Data excerpts:

▼▼▼

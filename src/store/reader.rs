use std::fs;
use std::path::Path;

use ndarray::{concatenate, s, Array2, ArrayView2, Axis};

use crate::constants::STORE_HEADER_LEN;
use crate::error::{StoreError, StoreResult};
use crate::store::format::{
    decode_columns, decode_metadata, Header, MetadataEntry, RecordHeader, RecordKind,
    RECORD_HEADER_LEN,
};

/// Read-only view of a store file, limited to what its header marks as
/// committed. Bytes past the last committed record are ignored.
#[derive(Debug)]
pub struct StoreReader {
    header: Header,
    data: Array2<f32>,
    entries: Vec<MetadataEntry>,
}

impl StoreReader {
    pub fn open<P: AsRef<Path>>(path: P) -> StoreResult<Self> {
        let bytes = fs::read(path)?;
        let header = Header::decode(&bytes)?;
        let height = header.feature_height as usize;

        let mut chunks: Vec<Array2<f32>> = Vec::new();
        let mut entries = Vec::new();
        let (mut data_records, mut metadata_records) = (0u64, 0u64);
        let mut pos = STORE_HEADER_LEN;

        while data_records < header.data_records || metadata_records < header.metadata_records {
            let record = RecordHeader::decode(bytes.get(pos..).unwrap_or_default())?;
            pos += RECORD_HEADER_LEN;
            let end = pos + record.stored_len as usize;
            let stored = bytes
                .get(pos..end)
                .ok_or_else(|| StoreError::Corrupt("truncated record payload".to_string()))?;
            let raw = header.compression.decompress(stored, record.raw_len as usize)?;
            match record.kind {
                RecordKind::Data => {
                    chunks.push(decode_columns(&raw, height, record.count as usize)?);
                    data_records += 1;
                }
                RecordKind::Metadata => {
                    entries.extend(decode_metadata(&raw, record.count as usize)?);
                    metadata_records += 1;
                }
            }
            pos = end;
        }

        let views: Vec<ArrayView2<f32>> = chunks.iter().map(|c| c.view()).collect();
        let data = if views.is_empty() {
            Array2::zeros((height, 0))
        } else {
            concatenate(Axis(1), &views)
                .map_err(|e| StoreError::Corrupt(format!("data records disagree: {}", e)))?
        };

        if data.ncols() as u64 != header.committed_columns {
            return Err(StoreError::Corrupt(format!(
                "header commits {} columns, records hold {}",
                header.committed_columns,
                data.ncols()
            )));
        }
        if entries.len() as u64 != header.committed_entries {
            return Err(StoreError::Corrupt(format!(
                "header commits {} samples, records hold {}",
                header.committed_entries,
                entries.len()
            )));
        }
        if entries.windows(2).any(|w| w[0].end_column() > w[1].start_column)
            || entries.iter().any(|e| e.width == 0 || e.end_column() > header.committed_columns)
        {
            return Err(StoreError::Corrupt("sample spans overlap or exceed the data".to_string()));
        }

        Ok(Self { header, data, entries })
    }

    pub fn header(&self) -> &Header {
        &self.header
    }

    pub fn feature_height(&self) -> usize {
        self.header.feature_height as usize
    }

    pub fn is_closed(&self) -> bool {
        self.header.closed
    }

    /// Number of committed samples.
    pub fn len(&self) -> usize {
        self.entries.len()
    }

    pub fn is_empty(&self) -> bool {
        self.entries.is_empty()
    }

    pub fn total_width(&self) -> usize {
        self.data.ncols()
    }

    pub fn boundaries(&self) -> Vec<u64> {
        self.entries.iter().map(|e| e.start_column).collect()
    }

    pub fn metadata(&self, index: usize) -> Option<&str> {
        self.entries.get(index).map(|e| e.text.as_str())
    }

    /// Columns of sample `index`.
    pub fn sample(&self, index: usize) -> Option<ArrayView2<'_, f32>> {
        let entry = self.entries.get(index)?;
        let (start, end) = (entry.start_column as usize, entry.end_column() as usize);
        Some(self.data.slice(s![.., start..end]))
    }

    pub fn entries(&self) -> &[MetadataEntry] {
        &self.entries
    }

    pub fn data(&self) -> ArrayView2<'_, f32> {
        self.data.view()
    }
}
//! Append-only chunked storage for variable-width feature matrices.

pub mod chunked_file;
pub mod feature_store;
pub mod format;
pub mod reader;

pub use chunked_file::ChunkedArrayFile;
pub use feature_store::{BufferState, FeatureStore};
pub use format::{Compression, Dtype, MetadataEntry};
pub use reader::StoreReader;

▲▲▲

Restate, please, word for word the span of records running from the first line to the line bearing "entries.extend(decode_metadata(&raw, record.count as", both included, and nothing outside it.

filename src/store/reader.rs
use std::fs;
use std::path::Path;

use ndarray::{concatenate, s, Array2, ArrayView2, Axis};

use crate::constants::STORE_HEADER_LEN;
use crate::error::{StoreError, StoreResult};
use crate::store::format::{
    decode_columns, decode_metadata, Header, MetadataEntry, RecordHeader, RecordKind,
    RECORD_HEADER_LEN,
};

/// Read-only view of a store file, limited to what its header marks as
/// committed. Bytes past the last committed record are ignored.
#[derive(Debug)]
pub struct StoreReader {
    header: Header,
    data: Array2<f32>,
    entries: Vec<MetadataEntry>,
}

impl StoreReader {
    pub fn open<P: AsRef<Path>>(path: P) -> StoreResult<Self> {
        let bytes = fs::read(path)?;
        let header = Header::decode(&bytes)?;
        let height = header.feature_height as usize;

        let mut chunks: Vec<Array2<f32>> = Vec::new();
        let mut entries = Vec::new();
        let (mut data_records, mut metadata_records) = (0u64, 0u64);
        let mut pos = STORE_HEADER_LEN;

        while data_records < header.data_records || metadata_records < header.metadata_records {
            let record = RecordHeader::decode(bytes.get(pos..).unwrap_or_default())?;
            pos += RECORD_HEADER_LEN;
            let end = pos + record.stored_len as usize;
            let stored = bytes
                .get(pos..end)
                .ok_or_else(|| StoreError::Corrupt("truncated record payload".to_string()))?;
            let raw = header.compression.decompress(stored, record.raw_len as usize)?;
            match record.kind {
                RecordKind::Data => {
                    chunks.push(decode_columns(&raw, height, record.count as usize)?);
                    data_records += 1;
                }
                RecordKind::Metadata => {
                    entries.extend(decode_metadata(&raw, record.count as usize)?);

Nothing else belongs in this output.